It is as I am thinking these thoughts that I realize that we’ve long since left the town behind. And, as impossible as it may seem, it has gotten darker. The meter hasn’t yet reached the 50,000 mark of what I assume would be kip not dollars when the taxi driver speaks his first words to him since I’d gotten in the car. In English, which he didn’t pronounce with much assurance, he asked, "Are you a spy?"

"I’m a friend of VIR," I reply. "It’s a newspaper. In Hanoi."

"Are you a spy?"

Who is this guy, I think. This time I ignore him and continue looking out the window for a sign of something familiar along the highway. But what if we aren’t on the highway to meet the contact, but on some other road to destinations far more unpleasant? Hadn’t the traffic officer in Hue asked that exact question? What is wrong with these people? Either way I’d answer no, right? No good spy would confirm his own existence...unless under extreme duress...and no one I knew personally would be foolish enough to joke in this situation if they weren’t a spy. A Southeast Asian's paranoia rivaled only my own. Clearly this is too queer to be coincidence, and we obviously aren’t on the same road as the bus whose ticket is still in my front shirt pocket.

"Are you a spy?"

"Tell me," I reply as agreeably as I can, "where you think this question will get you, and I’ll tell you if I’m a spy."

"Are you a spy?" he repeats flatly.

"Look," I snap back, thinking, Why don’t you just say no? "what business is that of yours? Drive, please. This is the road to where again?"

"Are you a spy?"

The car is now perceptibly losing speed, the road is pitch black, and beyond that I could see nothing.

"Why are you slowing down?"

"Bad road. Bump bump."

"It’s fine. Keep going."

"Bad car. Not work."

"It was working a few minutes ago."

"Are you a spy?"

We are barely rolling now.

"Shift," I say, "shift the car down before it conks out."

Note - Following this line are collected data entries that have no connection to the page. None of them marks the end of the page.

//! Wait Mechanisms
//!
//! Condition-based synchronization for a client-rendered application.
//!
//! Every wait polls an asynchronous probe until it holds or the deadline
//! passes. Fixed sleeps are never the primary strategy: [`wait_for`] fails
//! with [`TellerError::Timeout`], while [`wait_for_change`] is the bounded
//! fallback for transitions that expose no stable readiness signal and
//! reports expiry without failing.

use crate::result::{TellerError, TellerResult};
use std::future::Future;
use std::time::{Duration, Instant};

// =============================================================================
// CONSTANTS
// =============================================================================

/// Default timeout for wait operations (30 seconds)
pub const DEFAULT_WAIT_TIMEOUT_MS: u64 = 30_000;

/// Default polling interval (50ms)
pub const DEFAULT_POLL_INTERVAL_MS: u64 = 50;

// =============================================================================
// LOAD STATE
// =============================================================================

/// Page load states
#[derive(Debug, Clone, Copy, PartialEq, Eq, Hash)]
pub enum LoadState {
    /// Wait for `DOMContentLoaded` event
    DomContentLoaded,
    /// No application requests in flight
    NetworkIdle,
}

impl LoadState {
    /// Get the JavaScript event name for this load state
    #[must_use]
    pub const fn event_name(&self) -> &'static str {
        match self {
            Self::DomContentLoaded => "DOMContentLoaded",
            Self::NetworkIdle => "networkidle",
        }
    }
}

impl std::fmt::Display for LoadState {
    fn fmt(&self, f: &mut std::fmt::Formatter<'_>) -> std::fmt::Result {
        write!(f, "{}", self.event_name())
    }
}

// =============================================================================
// WAIT OPTIONS
// =============================================================================

/// Options for wait operations
#[derive(Debug, Clone, Copy, PartialEq, Eq)]
pub struct WaitOptions {
    /// Timeout in milliseconds
    pub timeout_ms: u64,
    /// Polling interval in milliseconds
    pub poll_interval_ms: u64,
}

impl Default for WaitOptions {
    fn default() -> Self {
        Self {
            timeout_ms: DEFAULT_WAIT_TIMEOUT_MS,
            poll_interval_ms: DEFAULT_POLL_INTERVAL_MS,
        }
    }
}

impl WaitOptions {
    /// Create new wait options with defaults
    #[must_use]
    pub fn new() -> Self {
        Self::default()
    }

    /// Set timeout in milliseconds
    #[must_use]
    pub const fn with_timeout(mut self, timeout_ms: u64) -> Self {
        self.timeout_ms = timeout_ms;
        self
    }

    /// Set polling interval in milliseconds
    #[must_use]
    pub const fn with_poll_interval(mut self, poll_interval_ms: u64) -> Self {
        self.poll_interval_ms = poll_interval_ms;
        self
    }

    /// Get timeout as Duration
    #[must_use]
    pub const fn timeout(&self) -> Duration {
        Duration::from_millis(self.timeout_ms)
    }

    /// Get poll interval as Duration
    #[must_use]
    pub const fn poll_interval(&self) -> Duration {
        Duration::from_millis(self.poll_interval_ms)
    }
}

// =============================================================================
// WAIT RESULT
// =============================================================================

/// Result of a wait operation
#[derive(Debug, Clone, PartialEq, Eq)]
pub struct WaitResult {
    /// Whether the condition was observed before the deadline
    pub success: bool,
    /// Time spent waiting
    pub elapsed: Duration,
    /// Description of what was waited for
    pub waited_for: String,
}

impl WaitResult {
    /// Create a successful wait result
    #[must_use]
    pub fn success(elapsed: Duration, waited_for: impl Into<String>) -> Self {
        Self {
            success: true,
            elapsed,
            waited_for: waited_for.into(),
        }
    }

    /// Create an expired wait result
    #[must_use]
    pub fn expired(elapsed: Duration, waited_for: impl Into<String>) -> Self {
        Self {
            success: false,
            elapsed,
            waited_for: waited_for.into(),
        }
    }
}

// =============================================================================
// POLLING
// =============================================================================

/// Poll `probe` until it returns `true`.
///
/// Probe errors abort the wait immediately. Expiry is
/// [`TellerError::Timeout`].
pub async fn wait_for<F, Fut>(
    waited_for: &str,
    options: &WaitOptions,
    mut probe: F,
) -> TellerResult<WaitResult>
where
    F: FnMut() -> Fut,
    Fut: Future<Output = TellerResult<bool>>,
{
    let start = Instant::now();
    loop {
        if probe().await? {
            tracing::trace!(
                waited_for,
                elapsed_ms = start.elapsed().as_millis() as u64,
                "wait satisfied"
            );
            return Ok(WaitResult::success(start.elapsed(), waited_for));
        }
        if !pause(start, options).await {
            tracing::debug!(waited_for, timeout_ms = options.timeout_ms, "wait timed out");
            return Err(TellerError::Timeout {
                ms: options.timeout_ms,
                waited_for: waited_for.to_string(),
            });
        }
    }
}

/// Poll `probe` until its value differs from `before`.
///
/// Expiry is not an error: the returned [`WaitResult`] reports
/// `success == false` and the caller proceeds.
pub async fn wait_for_change<T, F, Fut>(
    waited_for: &str,
    before: &T,
    options: &WaitOptions,
    mut probe: F,
) -> TellerResult<WaitResult>
where
    T: PartialEq,
    F: FnMut() -> Fut,
    Fut: Future<Output = TellerResult<T>>,
{
    let start = Instant::now();
    loop {
        if probe().await? != *before {
            return Ok(WaitResult::success(start.elapsed(), waited_for));
        }
        if !pause(start, options).await {
            tracing::debug!(waited_for, fallback_ms = options.timeout_ms, "no change observed");
            return Ok(WaitResult::expired(start.elapsed(), waited_for));
        }
    }
}

/// Sleep one poll interval, clamped to the deadline. Returns `false` once
/// the deadline has passed.
async fn pause(start: Instant, options: &WaitOptions) -> bool {
    let elapsed = start.elapsed();
    let timeout = options.timeout();
    if elapsed >= timeout {
        return false;
    }
    let step = options.poll_interval().min(timeout - elapsed);
    tokio::time::sleep(step).await;
    true
}

#[cfg(test)]
#[allow(clippy::unwrap_used, clippy::expect_used, clippy::panic)]
mod tests {
    use super::*;
    use std::sync::atomic::{AtomicUsize, Ordering};

    mod load_state_tests {
        use super::*;

        #[test]
        fn test_load_state_event_names() {
            assert_eq!(LoadState::DomContentLoaded.event_name(), "DOMContentLoaded");
            assert_eq!(LoadState::NetworkIdle.event_name(), "networkidle");
        }

        #[test]
        fn test_load_state_display() {
            assert_eq!(format!("{}", LoadState::NetworkIdle), "networkidle");
        }
    }

    mod wait_options_tests {
        use super::*;

        #[test]
        fn test_wait_options_default() {
            let opts = WaitOptions::default();
            assert_eq!(opts.timeout_ms, DEFAULT_WAIT_TIMEOUT_MS);
            assert_eq!(opts.poll_interval_ms, DEFAULT_POLL_INTERVAL_MS);
        }

        #[test]
        fn test_wait_options_chained() {
            let opts = WaitOptions::new().with_timeout(500).with_poll_interval(10);
            assert_eq!(opts.timeout(), Duration::from_millis(500));
            assert_eq!(opts.poll_interval(), Duration::from_millis(10));
        }
    }

    mod wait_for_tests {
        use super::*;

        #[tokio::test]
        async fn test_immediate_success() {
            let opts = WaitOptions::new().with_timeout(100).with_poll_interval(5);
            let result = wait_for("always", &opts, || async { Ok(true) }).await.unwrap();
            assert!(result.success);
            assert_eq!(result.waited_for, "always");
        }

        #[tokio::test]
        async fn test_becomes_true() {
            let polls = AtomicUsize::new(0);
            let opts = WaitOptions::new().with_timeout(1_000).with_poll_interval(5);
            let result = wait_for("third poll", &opts, || {
                let n = polls.fetch_add(1, Ordering::SeqCst);
                async move { Ok(n >= 2) }
            })
            .await
            .unwrap();
            assert!(result.success);
            assert_eq!(polls.load(Ordering::SeqCst), 3);
        }

        #[tokio::test]
        async fn test_timeout() {
            let opts = WaitOptions::new().with_timeout(30).with_poll_interval(5);
            let err = wait_for("never", &opts, || async { Ok(false) }).await.unwrap_err();
            match err {
                TellerError::Timeout { ms, waited_for } => {
                    assert_eq!(ms, 30);
                    assert_eq!(waited_for, "never");
                }
                other => panic!("unexpected error: {other}"),
            }
        }

        #[tokio::test]
        async fn test_probe_error_aborts() {
            let opts = WaitOptions::new().with_timeout(1_000).with_poll_interval(5);
            let err = wait_for("broken", &opts, || async {
                Err::<bool, _>(TellerError::driver("boom"))
            })
            .await
            .unwrap_err();
            assert!(matches!(err, TellerError::Driver { .. }));
        }
    }

    mod wait_for_change_tests {
        use super::*;

        #[tokio::test]
        async fn test_change_observed() {
            let polls = AtomicUsize::new(0);
            let opts = WaitOptions::new().with_timeout(1_000).with_poll_interval(5);
            let before = vec!["a".to_string(), "b".to_string()];
            let result = wait_for_change("reorder", &before, &opts, || {
                let n = polls.fetch_add(1, Ordering::SeqCst);
                async move {
                    if n < 2 {
                        Ok(vec!["a".to_string(), "b".to_string()])
                    } else {
                        Ok(vec!["b".to_string(), "a".to_string()])
                    }
                }
            })
            .await
            .unwrap();
            assert!(result.success);
        }

        #[tokio::test]
        async fn test_expiry_is_not_an_error() {
            let opts = WaitOptions::new().with_timeout(20).with_poll_interval(5);
            let result = wait_for_change("static", &3_usize, &opts, || async { Ok(3_usize) })
                .await
                .unwrap();
            assert!(!result.success);
            assert!(result.elapsed >= Duration::from_millis(20));
        }
    }
}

Which is exactly what happens.

"What’s going on!"

The driver does not answer, but gets out of the car with a flashlight, which he begins clicking on and off.

"Answer me! Why are we stopping out here like this? Why are you doing that with the flashlight? Where are you going?"

I don’t know whether to stay in the car or to jump out of the car or whether either is going to make a difference to whatever is about to befall me. "Look," I shout, leaping after him onto the road, "did you understand me? I am a friend of VIR. I am a U.S. citizen. I work in Hanoi."

But I can’t find him. He is gone.

This is what you get for taking an editor’s advice on love! This is what you get for not listening to C. and pretending you didn’t hear her ask you to stay! This is what you get for failing to comply with a sense of reality like everyone else’s! You egotistical sheister!

"Hey!" I shout. "Hey, you! Where are you?"

When there is no reply, I open the driver’s door and feel around for the ignition: he’s left the keys. I get in and shut the door and, without hesitating, start the car, accelerating hard in neutral to prevent it from stalling. Then I pull onto the road and try to build up speed—there has to be a village here somewhere! But I haven’t driven fifty feet before the driver appears in the dim beam of the headlights waving one hand for me to stop and clutching his trousers around his knees with the other. I have to swerve wildly to avoid hitting him, and then, instead of stopping to let the man get back in and drive me the rest of the way, I gun the motor and pump the gas pedal but am unable to get the thing to pick up speed and, only seconds later, the motor spittles and goes dead.

"You should have said you had to take a shit. What was I supposed to think when you stopped the car and disappeared?"

"Sick," he says, patting his belly as he buckles up his pants.

"You should have told me that. I misunderstood."

I slide over on the seat to let him get in.

We roll along in funny sort of way. Watching him ride the clutch like this makes me wonder how we got as far as we have.

Within the first five minutes the driver checks the rearview mirror three times. Not looking at me like before, but at the road behind.

"Why are you doing that?" I ask, because I can’t see anything in such darkness, "what’s back there?"

"Are you a spy?"

"Why do you keep asking me that? If you mean CIA, then I am not a spy. If you mean that I work freelance for VIR—" But why am I even answering this old Lao with bowel problems, answering him seriously in a language he understands only barely...where the hell is my sense of reality? "Drive, please," I say. "Vientiane. Just get me to Vientiane without talking and I’ll pay whatever’s on your meter."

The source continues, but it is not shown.